Newswire will present coverage of sessions throughout the American Nuclear Society’s 2020 Virtual Annual Meeting. Here are notes on some of the sessions covered on June 9, the second day of the meeting. If you missed the opening day's coverage from June 8, check out the opening day’s recap and roundtable discussion on hydrogen production.
Uranium Mine Remediation
Tuesday’s Uranium Mine Remediation panel session explored work of both the U.S. Environmental Protection Agency and the Navajo Nation EPA to cleanup abandoned uranium mines in the southwestern United States. Discussion focused on the cleanup requirements of the Comprehensive Environmental Response, Compensation, and Liability Act of 1980 (CERCLA), also known as Superfund. There are currently 523 abandoned uranium mines on the Navajo Nation in New Mexico and Arizona, leaving a legacy of contamination.

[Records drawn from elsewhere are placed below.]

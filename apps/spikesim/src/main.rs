// Copyright 2023 Google LLC
//
// Licensed under the Apache License, Version 2.0 (the "License");
// you may not use this file except in compliance with the License.
// You may obtain a copy of the License at
//
//      http://www.apache.org/licenses/LICENSE-2.0
//
// Unless required by applicable law or agreed to in writing, software
// distributed under the License is distributed on an "AS IS" BASIS,
// WITHOUT WARRANTIES OR CONDITIONS OF ANY KIND, either express or implied.
// See the License for the specific language governing permissions and
// limitations under the License.

//! Command-line driver for the SNN fabric simulator: build the configured
//! mesh or torus of PEs, optionally load weights and a spike dataset, run
//! for a fixed number of cycles, and print the per-node summaries.

use platform::{Config, Fabric, SpikeSource, WeightFormat, WeightLoader};
use std::path::PathBuf;
use structopt::StructOpt;

#[derive(Debug, StructOpt)]
#[structopt(name = "spikesim", about = "A multi-core SNN fabric simulator")]
struct Opt {
    /// YAML configuration file; defaults apply when omitted.
    #[structopt(short, long)]
    config: Option<PathBuf>,

    /// Number of cycles to simulate.
    #[structopt(short = "n", long, default_value = "100000")]
    cycles: u64,

    /// TEXT spike dataset replayed into the fabric.
    #[structopt(short, long)]
    dataset: Option<PathBuf>,

    /// Packed binary weight file, loaded per node.
    #[structopt(short, long)]
    weights: Option<PathBuf>,

    /// Constant weight written everywhere when no file is given.
    #[structopt(long)]
    fill_weight: Option<f32>,
}

fn main() -> anyhow::Result<()> {
    env_logger::init();
    let opt = Opt::from_args();

    let config = match &opt.config {
        Some(path) => Config::from_file(&path.display().to_string()),
        None => Config::default(),
    };
    config.pe.validate()?;

    let mut fabric = Fabric::new(&config)?;
    log::info!(
        "fabric up: {} nodes, {} links, {} cycles requested",
        fabric.node_count(),
        fabric.link_count(),
        opt.cycles
    );

    if opt.weights.is_some() || opt.fill_weight.is_some() {
        let n = config.pe.neurons_per_core;
        let stride = (n * n * 4) as u64;
        for node in 0..fabric.node_count() {
            let mut port = fabric.weight_port(node);
            let mut loader = WeightLoader::new(
                config.pe.weight_fetch.base_addr,
                stride,
                config.pe.num_cores,
                n,
                opt.fill_weight.unwrap_or(0.5),
            );
            match &opt.weights {
                Some(path) => {
                    loader.load_single_file(path, WeightFormat::Binary, &mut port)?
                }
                None => loader.fill(&mut port),
            }
        }
    }

    if let Some(path) = &opt.dataset {
        let source = SpikeSource::from_text_file(
            path,
            config.pe.total_neurons() as u32,
            1.0,
            0,
            0,
        )?;
        log::info!("dataset: {} events", source.events_loaded());
        fabric.set_source(source);
    }

    fabric.run(opt.cycles);

    let report = fabric.finish();
    log::info!(
        "done after {} cycles: {} spikes processed, {} neurons fired, {} unroutable",
        fabric.cycle(),
        report.spikes_processed,
        report.neurons_fired,
        report.unroutable_drops
    );
    Ok(())
}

Radioactive contaminants: Stuart Walker, a radiation expert with the U.S. EPA, said the agency uses risk-based cleanup levels for radioactive contaminants, with levels expressed as risk levels and not radiation levels (dose limits). Walker added that CERCLA uses “slope factors” instead of dose conversion tables to estimate cancer risk from radioactive contaminants.
Technical guidance: Walker noted that the U.S. EPA’s CERCLA cleanup levels are not based on Nuclear Regulatory Commission decommissioning requirements, nor are they based on guidance outside the EPA’s risk range, including Department of Energy orders, as well as issued guidance from the NRC, the International Atomic Energy Agency, or other agencies. “We use a lot of this type of technical information in the models that we use, but we use a different risk management framework.”
Navajo Nation CERCLA process: “We’ve adopted the same process the U.S. EPA uses, but we’ve adopted it to include some of our traditional teachings,” said Dariel Yazzie, environmental program supervisor for the Navajo Nation EPA. He added that the Navajo process is important to community involvement in decision making and planning.
EPA 2020 10-year plan: Yazzie said the federal EPA’s recent 10-year plan to address the impacts of uranium contamination on the Navajo Nation needs work, including more tangible cleanup milestones. “I’m going to be very open about this, there are some things within these plans that I find to be discrepancies,” he said. “I value my partnership with U.S. EPA, but there are some areas that we really need to develop more and have more open discussions to move these efforts forward.”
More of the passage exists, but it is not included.